Michael Yoshikami, chief executive at Destination Wealth Management in Walnut Creek, California, said the key earnings to watch for next week will come from cyclical companies. United Technologies reports on Wednesday while Honeywell is due to report Friday.


"Those kind of numbers will tell you the trajectory the economy is taking," Yoshikami said.


Major technology companies also report next week, but the bar for the sector has been lowered even further.


Chipmakers like Advanced Micro Devices , which is due Tuesday, are expected to underperform as PC sales shrink. AMD shares fell more than 10 percent Friday after disappointing results from its larger competitor, Intel . Still, a chipmaker sector index <.sox> posted its highest weekly close since last April.


Following a recent underperformance, an upside surprise from Apple on Wednesday could trigger a return to the stock from many investors who had abandoned ship.


Other major companies reporting next week include Google , IBM , Johnson & Johnson and DuPont on Tuesday, Microsoft and 3M on Thursday and Procter & Gamble on Friday.


CASH POURING IN, HOUSING DATA COULD HELP


Perhaps the strongest support for equities will come from the flow of cash from fixed income funds to stocks.


The recent piling into stock funds -- $11.3 billion in the past two weeks, the most since 2000 -- indicates a riskier approach to investing from retail investors looking for yield.


"From a yield perspective, a lot of stocks still yield a great deal of money and so it is very easy to see why money is pouring into the stock market," said Stephen Massocca, managing director at Wedbush Morgan in San Francisco.

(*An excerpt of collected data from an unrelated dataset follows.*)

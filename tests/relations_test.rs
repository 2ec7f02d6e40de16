mod helpers;

use engram::error::EngramError;
use engram::knowledge::relations::{relate, relations_for};
use engram::knowledge::store::delete_knowledge;
use engram::knowledge::types::RelationType;
use helpers::{save_fact, test_db};

#[test]
fn relations_require_live_endpoints() {
    let mut conn = test_db();
    let a = save_fact(&mut conn, "flaky integration test in the auth suite", "backend");

    // Missing endpoint
    assert!(matches!(
        relate(&conn, &a, "nope", RelationType::Causal),
        Err(EngramError::PreconditionFailed(_))
    ));

    // Purged endpoint
    let b = save_fact(&mut conn, "test container reuse caused the flake", "backend");
    delete_knowledge(&mut conn, &b).unwrap();
    assert!(matches!(
        relate(&conn, &a, &b, RelationType::Causal),
        Err(EngramError::PreconditionFailed(_))
    ));

    // Self-loop
    assert!(matches!(
        relate(&conn, &a, &a, RelationType::Related),
        Err(EngramError::PreconditionFailed(_))
    ));
}

#[test]
fn duplicate_triples_collapse() {
    let mut conn = test_db();
    let a = save_fact(&mut conn, "first record about the incident", "backend");
    let b = save_fact(&mut conn, "second record about the postmortem", "backend");

    let r1 = relate(&conn, &a, &b, RelationType::Context).unwrap();
    let r2 = relate(&conn, &a, &b, RelationType::Context).unwrap();
    assert!(r2.existed);
    assert_eq!(r1.id, r2.id);

    // Reverse direction is a distinct edge
    let r3 = relate(&conn, &b, &a, RelationType::Context).unwrap();
    assert!(!r3.existed);

    assert_eq!(relations_for(&conn, &a).unwrap().len(), 2);
}

#[test]
fn invalid_relation_type_string_is_rejected() {
    let err = "befriends".parse::<RelationType>().unwrap_err();
    assert!(matches!(
        err,
        EngramError::InvalidArgument { field: "relation_type", .. }
    ));
}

"You are just not going to see people put a lot of money to work in a 10-year Treasury that yields 1.8 percent."


Housing stocks <.hgx>, already at a 5-1/2 year high, could get a further bump next week as investors eye data expected to support the market's perception that housing is the sluggish U.S. economy's bright spot.


Home resales are expected to have risen 0.6 percent in December, data is expected to show on Tuesday. Pending home sales contracts, which lead actual sales by a month or two, hit a 2-1/2 year high in November.


The new home sales report on Friday is expected to show a 2.1 percent increase.


The federal debt ceiling negotiations, a nagging worry for investors, seemed to be stuck on the back burner after House Republicans signaled they might support a short-term extension.


Equity markets, which tumbled in 2011 after the last round of talks pushed the United States close to a default, seem not to care much this time around.


The CBOE volatility index <.vix>, a gauge of market anxiety, closed Friday at its lowest since April 2007.


"I think the market is getting somewhat desensitized from political drama given, this seems to be happening over and over," said Destination Wealth Management's Yoshikami.


"It's something to keep in mind, but I don't think it's what you want to base your investing decisions on."